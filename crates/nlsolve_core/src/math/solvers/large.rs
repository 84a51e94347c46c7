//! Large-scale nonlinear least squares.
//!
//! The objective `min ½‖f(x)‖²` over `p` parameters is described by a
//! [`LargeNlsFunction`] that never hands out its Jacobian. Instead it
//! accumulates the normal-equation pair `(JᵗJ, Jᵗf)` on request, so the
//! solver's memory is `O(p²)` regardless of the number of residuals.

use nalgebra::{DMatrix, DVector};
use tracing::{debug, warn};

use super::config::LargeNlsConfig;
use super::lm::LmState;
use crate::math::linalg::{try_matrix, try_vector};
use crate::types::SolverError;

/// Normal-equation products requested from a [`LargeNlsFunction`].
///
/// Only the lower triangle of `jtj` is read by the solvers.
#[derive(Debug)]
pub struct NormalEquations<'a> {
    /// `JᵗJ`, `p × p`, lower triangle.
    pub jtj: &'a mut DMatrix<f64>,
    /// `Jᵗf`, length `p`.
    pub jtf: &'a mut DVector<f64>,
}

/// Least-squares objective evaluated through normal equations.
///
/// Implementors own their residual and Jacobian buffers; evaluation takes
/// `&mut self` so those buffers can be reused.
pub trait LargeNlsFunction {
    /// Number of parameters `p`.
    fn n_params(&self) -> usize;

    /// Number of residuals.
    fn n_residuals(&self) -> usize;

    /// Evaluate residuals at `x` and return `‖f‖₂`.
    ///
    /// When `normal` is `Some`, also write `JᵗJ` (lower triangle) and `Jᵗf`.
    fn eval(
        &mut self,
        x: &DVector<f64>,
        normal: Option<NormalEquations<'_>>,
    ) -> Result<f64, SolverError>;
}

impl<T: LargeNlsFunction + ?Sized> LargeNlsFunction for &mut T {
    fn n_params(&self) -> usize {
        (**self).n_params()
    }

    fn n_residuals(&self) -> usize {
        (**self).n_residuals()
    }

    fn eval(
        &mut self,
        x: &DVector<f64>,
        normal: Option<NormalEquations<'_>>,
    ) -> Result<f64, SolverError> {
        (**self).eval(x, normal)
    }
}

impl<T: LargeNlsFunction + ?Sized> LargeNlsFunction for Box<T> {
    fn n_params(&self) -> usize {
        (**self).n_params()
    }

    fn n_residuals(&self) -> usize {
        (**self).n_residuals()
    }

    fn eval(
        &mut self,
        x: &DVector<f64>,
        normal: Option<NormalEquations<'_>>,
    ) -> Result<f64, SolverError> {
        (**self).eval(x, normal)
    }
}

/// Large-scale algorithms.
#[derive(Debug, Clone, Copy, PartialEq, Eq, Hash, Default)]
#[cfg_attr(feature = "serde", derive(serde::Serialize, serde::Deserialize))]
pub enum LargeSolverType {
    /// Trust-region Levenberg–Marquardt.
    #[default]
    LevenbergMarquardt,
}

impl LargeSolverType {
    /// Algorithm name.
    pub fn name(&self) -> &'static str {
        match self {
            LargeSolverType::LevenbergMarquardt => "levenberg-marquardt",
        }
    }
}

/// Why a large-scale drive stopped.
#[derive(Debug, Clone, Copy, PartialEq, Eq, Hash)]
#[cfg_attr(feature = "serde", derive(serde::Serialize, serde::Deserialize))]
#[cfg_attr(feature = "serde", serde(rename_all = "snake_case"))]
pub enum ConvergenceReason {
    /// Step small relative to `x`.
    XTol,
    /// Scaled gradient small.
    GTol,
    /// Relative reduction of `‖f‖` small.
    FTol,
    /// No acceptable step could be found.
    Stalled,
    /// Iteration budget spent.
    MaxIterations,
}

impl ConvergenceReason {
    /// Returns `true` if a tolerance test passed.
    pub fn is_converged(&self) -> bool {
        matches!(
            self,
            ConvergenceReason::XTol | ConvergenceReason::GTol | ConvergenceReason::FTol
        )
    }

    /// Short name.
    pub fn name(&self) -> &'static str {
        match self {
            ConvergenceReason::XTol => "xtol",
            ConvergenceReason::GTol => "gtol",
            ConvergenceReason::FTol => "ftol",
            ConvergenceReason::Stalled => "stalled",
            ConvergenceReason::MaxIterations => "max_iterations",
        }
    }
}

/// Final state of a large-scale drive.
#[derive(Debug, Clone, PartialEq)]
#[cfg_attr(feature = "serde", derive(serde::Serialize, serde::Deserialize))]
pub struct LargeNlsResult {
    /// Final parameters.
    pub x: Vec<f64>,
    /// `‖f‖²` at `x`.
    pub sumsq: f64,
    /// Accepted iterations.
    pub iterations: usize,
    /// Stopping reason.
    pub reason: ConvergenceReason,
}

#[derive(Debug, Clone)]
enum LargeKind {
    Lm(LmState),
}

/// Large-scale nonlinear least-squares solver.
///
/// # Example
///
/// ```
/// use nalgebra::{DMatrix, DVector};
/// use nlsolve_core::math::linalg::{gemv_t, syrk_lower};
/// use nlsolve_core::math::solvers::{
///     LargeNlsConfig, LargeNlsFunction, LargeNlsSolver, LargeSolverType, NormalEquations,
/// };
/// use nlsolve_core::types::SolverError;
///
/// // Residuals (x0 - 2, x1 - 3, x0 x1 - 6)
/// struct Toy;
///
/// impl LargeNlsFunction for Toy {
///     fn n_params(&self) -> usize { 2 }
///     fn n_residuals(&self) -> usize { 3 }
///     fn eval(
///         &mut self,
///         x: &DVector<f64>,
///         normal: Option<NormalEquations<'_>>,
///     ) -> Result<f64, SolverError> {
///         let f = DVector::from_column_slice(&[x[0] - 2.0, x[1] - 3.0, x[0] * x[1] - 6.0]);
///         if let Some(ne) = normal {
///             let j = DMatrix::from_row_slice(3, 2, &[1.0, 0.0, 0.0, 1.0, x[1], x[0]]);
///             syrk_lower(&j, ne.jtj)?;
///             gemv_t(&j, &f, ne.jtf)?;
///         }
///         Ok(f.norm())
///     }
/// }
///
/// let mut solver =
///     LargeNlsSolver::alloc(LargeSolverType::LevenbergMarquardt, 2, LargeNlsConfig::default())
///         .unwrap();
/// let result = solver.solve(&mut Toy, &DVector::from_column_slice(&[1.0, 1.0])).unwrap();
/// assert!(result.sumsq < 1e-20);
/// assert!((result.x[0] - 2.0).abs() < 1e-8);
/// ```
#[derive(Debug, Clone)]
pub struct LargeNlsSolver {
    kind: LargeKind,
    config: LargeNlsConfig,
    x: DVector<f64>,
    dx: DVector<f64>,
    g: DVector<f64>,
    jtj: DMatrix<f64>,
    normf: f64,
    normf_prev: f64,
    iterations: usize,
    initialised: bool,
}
────────────────────────────────────────
__WHAT THE EXERCISE ASKS__. Repeat every entry exactly, leaving nothing out.

__OUTPUT__.
filename crates/nlsolve_core/src/math/solvers/large.rs
repository 84a51e94347c46c7
//! Large-scale nonlinear least squares.
//!
//! The objective `min ½‖f(x)‖²` over `p` parameters is described by a
//! [`LargeNlsFunction`] that never hands out its Jacobian. Instead it
//! accumulates the normal-equation pair `(JᵗJ, Jᵗf)` on request, so the
//! solver's memory is `O(p²)` regardless of the number of residuals.

use nalgebra::{DMatrix, DVector};
use tracing::{debug, warn};

use super::config::LargeNlsConfig;
use super::lm::LmState;
use crate::math::linalg::{try_matrix, try_vector};
use crate::types::SolverError;

/// Normal-equation products requested from a [`LargeNlsFunction`].
///
/// Only the lower triangle of `jtj` is read by the solvers.
#[derive(Debug)]
pub struct NormalEquations<'a> {
    /// `JᵗJ`, `p × p`, lower triangle.
    pub jtj: &'a mut DMatrix<f64>,
    /// `Jᵗf`, length `p`.
    pub jtf: &'a mut DVector<f64>,
}

/// Least-squares objective evaluated through normal equations.
///
/// Implementors own their residual and Jacobian buffers; evaluation takes
/// `&mut self` so those buffers can be reused.
pub trait LargeNlsFunction {
    /// Number of parameters `p`.
    fn n_params(&self) -> usize;

    /// Number of residuals.
    fn n_residuals(&self) -> usize;

    /// Evaluate residuals at `x` and return `‖f‖₂`.
    ///
    /// When `normal` is `Some`, also write `JᵗJ` (lower triangle) and `Jᵗf`.
    fn eval(
        &mut self,
        x: &DVector<f64>,
        normal: Option<NormalEquations<'_>>,
    ) -> Result<f64, SolverError>;
}

impl<T: LargeNlsFunction + ?Sized> LargeNlsFunction for &mut T {
    fn n_params(&self) -> usize {
        (**self).n_params()
    }

    fn n_residuals(&self) -> usize {
        (**self).n_residuals()
    }

    fn eval(
        &mut self,
        x: &DVector<f64>,
        normal: Option<NormalEquations<'_>>,
    ) -> Result<f64, SolverError> {
        (**self).eval(x, normal)
    }
}

impl<T: LargeNlsFunction + ?Sized> LargeNlsFunction for Box<T> {
    fn n_params(&self) -> usize {
        (**self).n_params()
    }

    fn n_residuals(&self) -> usize {
        (**self).n_residuals()
    }

    fn eval(
        &mut self,
        x: &DVector<f64>,
        normal: Option<NormalEquations<'_>>,
    ) -> Result<f64, SolverError> {
        (**self).eval(x, normal)
    }
}

/// Large-scale algorithms.
#[derive(Debug, Clone, Copy, PartialEq, Eq, Hash, Default)]
#[cfg_attr(feature = "serde", derive(serde::Serialize, serde::Deserialize))]
pub enum LargeSolverType {
    /// Trust-region Levenberg–Marquardt.
    #[default]
    LevenbergMarquardt,
}

impl LargeSolverType {
    /// Algorithm name.
    pub fn name(&self) -> &'static str {
        match self {
            LargeSolverType::LevenbergMarquardt => "levenberg-marquardt",
        }
    }
}

/// Why a large-scale drive stopped.
#[derive(Debug, Clone, Copy, PartialEq, Eq, Hash)]
#[cfg_attr(feature = "serde", derive(serde::Serialize, serde::Deserialize))]
#[cfg_attr(feature = "serde", serde(rename_all = "snake_case"))]
pub enum ConvergenceReason {
    /// Step small relative to `x`.
    XTol,
    /// Scaled gradient small.
    GTol,
    /// Relative reduction of `‖f‖` small.
    FTol,
    /// No acceptable step could be found.
    Stalled,
    /// Iteration budget spent.
    MaxIterations,
}

impl ConvergenceReason {
    /// Returns `true` if a tolerance test passed.
    pub fn is_converged(&self) -> bool {
        matches!(
            self,
            ConvergenceReason::XTol | ConvergenceReason::GTol | ConvergenceReason::FTol
        )
    }

    /// Short name.
    pub fn name(&self) -> &'static str {
        match self {
            ConvergenceReason::XTol => "xtol",
            ConvergenceReason::GTol => "gtol",
            ConvergenceReason::FTol => "ftol",
            ConvergenceReason::Stalled => "stalled",
            ConvergenceReason::MaxIterations => "max_iterations",
        }
    }
}

/// Final state of a large-scale drive.
#[derive(Debug, Clone, PartialEq)]
#[cfg_attr(feature = "serde", derive(serde::Serialize, serde::Deserialize))]
pub struct LargeNlsResult {
    /// Final parameters.
    pub x: Vec<f64>,
    /// `‖f‖²` at `x`.
    pub sumsq: f64,
    /// Accepted iterations.
    pub iterations: usize,
    /// Stopping reason.
    pub reason: ConvergenceReason,
}

#[derive(Debug, Clone)]
enum LargeKind {
    Lm(LmState),
}

/// Large-scale nonlinear least-squares solver.
///
/// # Example
///
/// ```
/// use nalgebra::{DMatrix, DVector};
/// use nlsolve_core::math::linalg::{gemv_t, syrk_lower};
/// use nlsolve_core::math::solvers::{
///     LargeNlsConfig, LargeNlsFunction, LargeNlsSolver, LargeSolverType, NormalEquations,
/// };
/// use nlsolve_core::types::SolverError;
///
/// // Residuals (x0 - 2, x1 - 3, x0 x1 - 6)
/// struct Toy;
///
/// impl LargeNlsFunction for Toy {
///     fn n_params(&self) -> usize { 2 }
///     fn n_residuals(&self) -> usize { 3 }
///     fn eval(
///         &mut self,
///         x: &DVector<f64>,
///         normal: Option<NormalEquations<'_>>,
///     ) -> Result<f64, SolverError> {
///         let f = DVector::from_column_slice(&[x[0] - 2.0, x[1] - 3.0, x[0] * x[1] - 6.0]);
///         if let Some(ne) = normal {
///             let j = DMatrix::from_row_slice(3, 2, &[1.0, 0.0, 0.0, 1.0, x[1], x[0]]);
///             syrk_lower(&j, ne.jtj)?;
///             gemv_t(&j, &f, ne.jtf)?;
///         }
///         Ok(f.norm())
///     }
/// }
///
/// let mut solver =
///     LargeNlsSolver::alloc(LargeSolverType::LevenbergMarquardt, 2, LargeNlsConfig::default())
///         .unwrap();
/// let result = solver.solve(&mut Toy, &DVector::from_column_slice(&[1.0, 1.0])).unwrap();
/// assert!(result.sumsq < 1e-20);
/// assert!((result.x[0] - 2.0).abs() < 1e-8);
/// ```
#[derive(Debug, Clone)]
pub struct LargeNlsSolver {
    kind: LargeKind,
    config: LargeNlsConfig,
    x: DVector<f64>,
    dx: DVector<f64>,
    g: DVector<f64>,
    jtj: DMatrix<f64>,
    normf: f64,
    normf_prev: f64,
    iterations: usize,
    initialised: bool,
}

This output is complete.